— WHAT YOU WILL DO —
Could you copy all of the records below exactly as they appear?

— EXCERPTED DATA —

'''

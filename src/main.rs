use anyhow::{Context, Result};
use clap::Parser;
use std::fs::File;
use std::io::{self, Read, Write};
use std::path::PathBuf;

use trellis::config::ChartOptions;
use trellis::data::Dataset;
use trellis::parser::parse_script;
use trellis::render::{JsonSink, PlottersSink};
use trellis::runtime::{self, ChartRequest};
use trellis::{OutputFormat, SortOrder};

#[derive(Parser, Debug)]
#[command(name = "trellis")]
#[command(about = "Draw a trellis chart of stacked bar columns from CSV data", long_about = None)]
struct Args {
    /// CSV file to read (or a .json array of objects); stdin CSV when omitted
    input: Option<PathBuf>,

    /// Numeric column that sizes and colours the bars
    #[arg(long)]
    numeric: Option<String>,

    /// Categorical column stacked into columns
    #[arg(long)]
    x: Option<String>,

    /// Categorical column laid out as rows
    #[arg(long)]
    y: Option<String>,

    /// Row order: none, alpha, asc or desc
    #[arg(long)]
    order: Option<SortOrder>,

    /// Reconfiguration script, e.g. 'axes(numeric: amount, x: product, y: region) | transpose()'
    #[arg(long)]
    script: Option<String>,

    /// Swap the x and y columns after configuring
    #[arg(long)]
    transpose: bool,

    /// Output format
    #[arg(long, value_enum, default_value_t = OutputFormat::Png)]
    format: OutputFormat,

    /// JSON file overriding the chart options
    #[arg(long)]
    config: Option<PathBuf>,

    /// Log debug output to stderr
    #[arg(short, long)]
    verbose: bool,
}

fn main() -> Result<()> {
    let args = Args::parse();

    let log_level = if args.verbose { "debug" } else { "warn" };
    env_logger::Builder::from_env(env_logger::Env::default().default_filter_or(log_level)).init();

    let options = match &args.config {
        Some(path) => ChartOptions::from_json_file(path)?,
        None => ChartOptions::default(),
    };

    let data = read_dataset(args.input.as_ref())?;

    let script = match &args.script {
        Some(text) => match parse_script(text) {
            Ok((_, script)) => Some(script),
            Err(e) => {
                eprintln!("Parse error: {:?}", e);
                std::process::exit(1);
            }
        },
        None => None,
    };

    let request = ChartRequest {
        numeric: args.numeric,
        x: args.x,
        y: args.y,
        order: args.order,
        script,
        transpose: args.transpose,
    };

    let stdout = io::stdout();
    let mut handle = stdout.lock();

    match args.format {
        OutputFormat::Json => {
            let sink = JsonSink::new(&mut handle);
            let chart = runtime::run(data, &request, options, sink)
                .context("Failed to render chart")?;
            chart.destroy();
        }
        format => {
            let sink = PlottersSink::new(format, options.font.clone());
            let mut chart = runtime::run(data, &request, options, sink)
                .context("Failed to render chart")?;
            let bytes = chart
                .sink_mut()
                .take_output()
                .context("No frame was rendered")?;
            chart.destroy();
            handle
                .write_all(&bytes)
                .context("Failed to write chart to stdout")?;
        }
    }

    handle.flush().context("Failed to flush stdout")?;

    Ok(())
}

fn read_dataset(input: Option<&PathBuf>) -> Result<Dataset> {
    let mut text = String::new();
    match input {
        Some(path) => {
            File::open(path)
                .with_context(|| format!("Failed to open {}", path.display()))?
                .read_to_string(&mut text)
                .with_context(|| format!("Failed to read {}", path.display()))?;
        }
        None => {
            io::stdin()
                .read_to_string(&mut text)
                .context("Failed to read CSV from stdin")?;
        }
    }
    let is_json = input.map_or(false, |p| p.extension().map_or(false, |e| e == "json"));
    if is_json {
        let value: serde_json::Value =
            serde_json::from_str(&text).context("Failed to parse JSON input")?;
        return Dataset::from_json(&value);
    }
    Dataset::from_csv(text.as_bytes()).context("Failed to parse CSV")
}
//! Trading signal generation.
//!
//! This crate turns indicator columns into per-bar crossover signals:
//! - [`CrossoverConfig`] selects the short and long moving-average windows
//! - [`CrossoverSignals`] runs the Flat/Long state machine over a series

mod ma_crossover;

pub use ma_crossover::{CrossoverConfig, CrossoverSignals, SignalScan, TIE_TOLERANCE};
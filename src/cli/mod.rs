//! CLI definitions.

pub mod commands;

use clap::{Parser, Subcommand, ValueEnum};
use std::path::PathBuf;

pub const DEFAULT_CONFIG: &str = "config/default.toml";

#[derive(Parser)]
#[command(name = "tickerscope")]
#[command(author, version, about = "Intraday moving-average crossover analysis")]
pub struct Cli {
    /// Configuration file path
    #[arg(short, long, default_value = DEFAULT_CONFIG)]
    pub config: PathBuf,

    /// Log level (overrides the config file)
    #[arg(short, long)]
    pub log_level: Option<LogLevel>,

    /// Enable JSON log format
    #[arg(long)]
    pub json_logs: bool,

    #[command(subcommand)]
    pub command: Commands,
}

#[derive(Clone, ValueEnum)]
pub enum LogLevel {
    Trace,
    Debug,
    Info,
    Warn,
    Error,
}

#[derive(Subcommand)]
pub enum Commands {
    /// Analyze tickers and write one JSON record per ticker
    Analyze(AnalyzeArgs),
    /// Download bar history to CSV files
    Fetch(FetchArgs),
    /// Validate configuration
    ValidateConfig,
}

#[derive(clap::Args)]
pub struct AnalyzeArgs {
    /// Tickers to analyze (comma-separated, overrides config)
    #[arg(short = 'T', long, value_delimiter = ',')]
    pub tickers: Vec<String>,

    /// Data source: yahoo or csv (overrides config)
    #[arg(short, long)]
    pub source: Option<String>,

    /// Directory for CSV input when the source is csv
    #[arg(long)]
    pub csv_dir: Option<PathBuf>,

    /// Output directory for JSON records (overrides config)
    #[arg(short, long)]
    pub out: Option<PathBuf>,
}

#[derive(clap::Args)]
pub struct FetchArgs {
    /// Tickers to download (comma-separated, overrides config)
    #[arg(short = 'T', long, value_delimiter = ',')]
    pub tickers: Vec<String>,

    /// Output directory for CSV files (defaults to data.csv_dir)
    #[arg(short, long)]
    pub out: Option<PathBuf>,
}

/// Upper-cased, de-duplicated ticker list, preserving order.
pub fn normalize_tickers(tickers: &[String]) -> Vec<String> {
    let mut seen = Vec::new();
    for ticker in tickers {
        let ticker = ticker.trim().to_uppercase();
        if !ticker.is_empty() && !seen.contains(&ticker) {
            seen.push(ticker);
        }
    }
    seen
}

'''

— EXPECTED ANSWER —
filename src/main.rs
use anyhow::{Context, Result};
use clap::Parser;
use std::fs::File;
use std::io::{self, Read, Write};
use std::path::PathBuf;

use trellis::config::ChartOptions;
use trellis::data::Dataset;
use trellis::parser::parse_script;
use trellis::render::{JsonSink, PlottersSink};
use trellis::runtime::{self, ChartRequest};
use trellis::{OutputFormat, SortOrder};

#[derive(Parser, Debug)]
#[command(name = "trellis")]
#[command(about = "Draw a trellis chart of stacked bar columns from CSV data", long_about = None)]
struct Args {
    /// CSV file to read (or a .json array of objects); stdin CSV when omitted
    input: Option<PathBuf>,

    /// Numeric column that sizes and colours the bars
    #[arg(long)]
    numeric: Option<String>,

    /// Categorical column stacked into columns
    #[arg(long)]
    x: Option<String>,

    /// Categorical column laid out as rows
    #[arg(long)]
    y: Option<String>,

    /// Row order: none, alpha, asc or desc
    #[arg(long)]
    order: Option<SortOrder>,

    /// Reconfiguration script, e.g. 'axes(numeric: amount, x: product, y: region) | transpose()'
    #[arg(long)]
    script: Option<String>,

    /// Swap the x and y columns after configuring
    #[arg(long)]
    transpose: bool,

    /// Output format
    #[arg(long, value_enum, default_value_t = OutputFormat::Png)]
    format: OutputFormat,

    /// JSON file overriding the chart options
    #[arg(long)]
    config: Option<PathBuf>,

    /// Log debug output to stderr
    #[arg(short, long)]
    verbose: bool,
}

fn main() -> Result<()> {
    let args = Args::parse();

    let log_level = if args.verbose { "debug" } else { "warn" };
    env_logger::Builder::from_env(env_logger::Env::default().default_filter_or(log_level)).init();

    let options = match &args.config {
        Some(path) => ChartOptions::from_json_file(path)?,
        None => ChartOptions::default(),
    };

    let data = read_dataset(args.input.as_ref())?;

    let script = match &args.script {
        Some(text) => match parse_script(text) {
            Ok((_, script)) => Some(script),
            Err(e) => {
                eprintln!("Parse error: {:?}", e);
                std::process::exit(1);
            }
        },
        None => None,
    };

    let request = ChartRequest {
        numeric: args.numeric,
        x: args.x,
        y: args.y,
        order: args.order,
        script,
        transpose: args.transpose,
    };

    let stdout = io::stdout();
    let mut handle = stdout.lock();

    match args.format {
        OutputFormat::Json => {
            let sink = JsonSink::new(&mut handle);
            let chart = runtime::run(data, &request, options, sink)
                .context("Failed to render chart")?;
            chart.destroy();
        }
        format => {
            let sink = PlottersSink::new(format, options.font.clone());
            let mut chart = runtime::run(data, &request, options, sink)
                .context("Failed to render chart")?;
            let bytes = chart
                .sink_mut()
                .take_output()
                .context("No frame was rendered")?;
            chart.destroy();
            handle
                .write_all(&bytes)
                .context("Failed to write chart to stdout")?;
        }
    }

    handle.flush().context("Failed to flush stdout")?;

    Ok(())
}

fn read_dataset(input: Option<&PathBuf>) -> Result<Dataset> {
    let mut text = String::new();
    match input {
        Some(path) => {
            File::open(path)
                .with_context(|| format!("Failed to open {}", path.display()))?
                .read_to_string(&mut text)
                .with_context(|| format!("Failed to read {}", path.display()))?;
        }
        None => {
            io::stdin()
                .read_to_string(&mut text)
                .context("Failed to read CSV from stdin")?;
        }
    }
    let is_json = input.map_or(false, |p| p.extension().map_or(false, |e| e == "json"));
    if is_json {
        let value: serde_json::Value =
            serde_json::from_str(&text).context("Failed to parse JSON input")?;
        return Dataset::from_json(&value);
    }
    Dataset::from_csv(text.as_bytes()).context("Failed to parse CSV")
}
//! Trading signal generation.
//!
//! This crate turns indicator columns into per-bar crossover signals:
//! - [`CrossoverConfig`] selects the short and long moving-average windows
//! - [`CrossoverSignals`] runs the Flat/Long state machine over a series

mod ma_crossover;

pub use ma_crossover::{CrossoverConfig, CrossoverSignals, SignalScan, TIE_TOLERANCE};
filename src/cli/mod.rs
//! CLI definitions.

pub mod commands;

use clap::{Parser, Subcommand, ValueEnum};
use std::path::PathBuf;

pub const DEFAULT_CONFIG: &str = "config/default.toml";

#[derive(Parser)]
#[command(name = "tickerscope")]
#[command(author, version, about = "Intraday moving-average crossover analysis")]
pub struct Cli {
    /// Configuration file path
    #[arg(short, long, default_value = DEFAULT_CONFIG)]
    pub config: PathBuf,

    /// Log level (overrides the config file)
    #[arg(short, long)]
    pub log_level: Option<LogLevel>,

    /// Enable JSON log format
    #[arg(long)]
    pub json_logs: bool,

    #[command(subcommand)]
    pub command: Commands,
}

#[derive(Clone, ValueEnum)]
pub enum LogLevel {
    Trace,
    Debug,
    Info,
    Warn,
    Error,
}

#[derive(Subcommand)]
pub enum Commands {
    /// Analyze tickers and write one JSON record per ticker
    Analyze(AnalyzeArgs),
    /// Download bar history to CSV files
    Fetch(FetchArgs),
    /// Validate configuration
    ValidateConfig,
}

#[derive(clap::Args)]
pub struct AnalyzeArgs {
    /// Tickers to analyze (comma-separated, overrides config)
    #[arg(short = 'T', long, value_delimiter = ',')]
    pub tickers: Vec<String>,

    /// Data source: yahoo or csv (overrides config)
    #[arg(short, long)]
    pub source: Option<String>,

    /// Directory for CSV input when the source is csv
    #[arg(long)]
    pub csv_dir: Option<PathBuf>,

    /// Output directory for JSON records (overrides config)
    #[arg(short, long)]
    pub out: Option<PathBuf>,
}

#[derive(clap::Args)]
pub struct FetchArgs {
    /// Tickers to download (comma-separated, overrides config)
    #[arg(short = 'T', long, value_delimiter = ',')]
    pub tickers: Vec<String>,

    /// Output directory for CSV files (defaults to data.csv_dir)
    #[arg(short, long)]
    pub out: Option<PathBuf>,
}

/// Upper-cased, de-duplicated ticker list, preserving order.
pub fn normalize_tickers(tickers: &[String]) -> Vec<String> {
    let mut seen = Vec::new();
    for ticker in tickers {
        let ticker = ticker.trim().to_uppercase();
        if !ticker.is_empty() && !seen.contains(&ticker) {
            seen.push(ticker);
        }
    }
    seen
}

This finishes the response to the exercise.